Ann Pettifor

Standard & Poor is right, ‘austerity’ has no economic clothes

'Standard & Poor’s is just following events, not shaping them.' Photograph: Stan Honda/AFP/Getty Images

This is a piece I wrote for the Guardian in response to the S&P threatened downgrade of the Eurozone’s ‘core’ economies. The Guardian wanted a maximum of 600 words, delivered in a short time, so this was written hurriedly, and in the back of taxis ferrying me to TV stations.  For this reason I have made a few changes this morning:

So European politicians want to shoot the messengers? Sure, ratings agencies haven’t always been reliable, decent or honest. And sure, like Eurozone politicians Standard & Poor is just following events, not shaping them.

But on this occasion S&P’s analysis, if not their solution, is right. Credit Crunch 2.0 is fast accelerating and squeezing life out of the real economy. The global (not just Eurozone) banking system faces insolvency. This private financial crisis impacts disastrously on the real global economy, and incidentally on the Eurozone.

But politicians – in the Eurozone and elsewhere – are not fixing the broken global banking system.

Instead they are leaving it intact, to carry on as before, while relying on central banks like the Federal Reserve and the Bank of England to keep bankers afloat. Last week, in a historically unprecedented move, the US Federal Reserve saved the Eurozone banks from bankruptcy by pumping dollars into private coffers. The Maastricht and other EU treaties prevent the ECB from doing the same. This morning, 6th December, “in light of the continuing exceptional stresses in financial markets” the Bank of England was forced once again, to come to the rescue of City of London-based banks – by pumping more ‘liquidity’ into their coffers.

That’s how very serious this crisis has become.

But Europe’s politicians resolutely refuse to focus remedies for the crisis on the broken banking system. They have been persuaded that the global financial system must not be tinkered with. Financial institutions must be allowed their global status; to roam freely across the globe; to engage in regulatory arbitrage, by e.g. altering the status of their subsidiaries/branches. They must not be taxed and above all, international financial institutions must not be allowed to face the wrath of market forces. Instead Eurozone taxpayers must be made to guarantee all the losses of private banks that lent to EU households, corporates and sovereigns.  Yesterday, as Robert Peston noted, the German government dropped its demand that private creditors face losses from loans to sovereigns.

The problem then becomes: where to find the resources for these massive bailouts of the private financial system?

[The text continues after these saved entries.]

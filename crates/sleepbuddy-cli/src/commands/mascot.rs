use serde_json::json;

use super::{print_json, CliResult, Context};

pub async fn run() -> CliResult {
    let ctx = Context::open()?;
    for event in ctx.tracker.refresh().await? {
        tracing::debug!(?event, "refresh");
    }
    let (mascot, message) = match ctx.tracker.snapshot().await? {
        sleepbuddy_core::Event::StateSnapshot { mascot, message, .. } => (mascot, message),
        _ => return Err("unexpected snapshot event".into()),
    };
    let text = message.text(&mut rand::thread_rng());
    print_json(&json!({
        "mascot": mascot,
        "animation": mascot.animation(),
        "message": message,
        "text": text,
    }))
}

The orthodox, ’monetarist’ and economically deeply flawed answer is: taxpayer-backed ‘savings’. These, it is argued, can only be found by cuts in government spending: ‘austerity’. That is by e.g. gutting government investment in the economy, impoverishing pensioners and making millions of Europeans unemployed.

But as S&P can see as clearly as any little boy in the crowd –  ‘austerity’ has no economic cover. Austerity is destroying investment and jobs, and therefore income. Without employment, individuals, households, firms and governments are deprived of money. Without employment income, governments cannot collect taxes, and banks cannot collect debt repayments. So banks face bankruptcy and government deficits rise.

It’s not complicated.

What is the solution? First, the treaties that govern the deeply flawed, privatised monetary system of the EU must be torn up. The ECB must become a central bank that works in the public, not the private interest; that supports the economic policies of democratic governments, and not the interests of private wealth. The EU currency must serve European public interests, including those of Industry and Labour (broadly defined) not just Finance, or private wealth. And banks must be re-structured. Given that many are effectively insolvent, they will no doubt have to be nationalised.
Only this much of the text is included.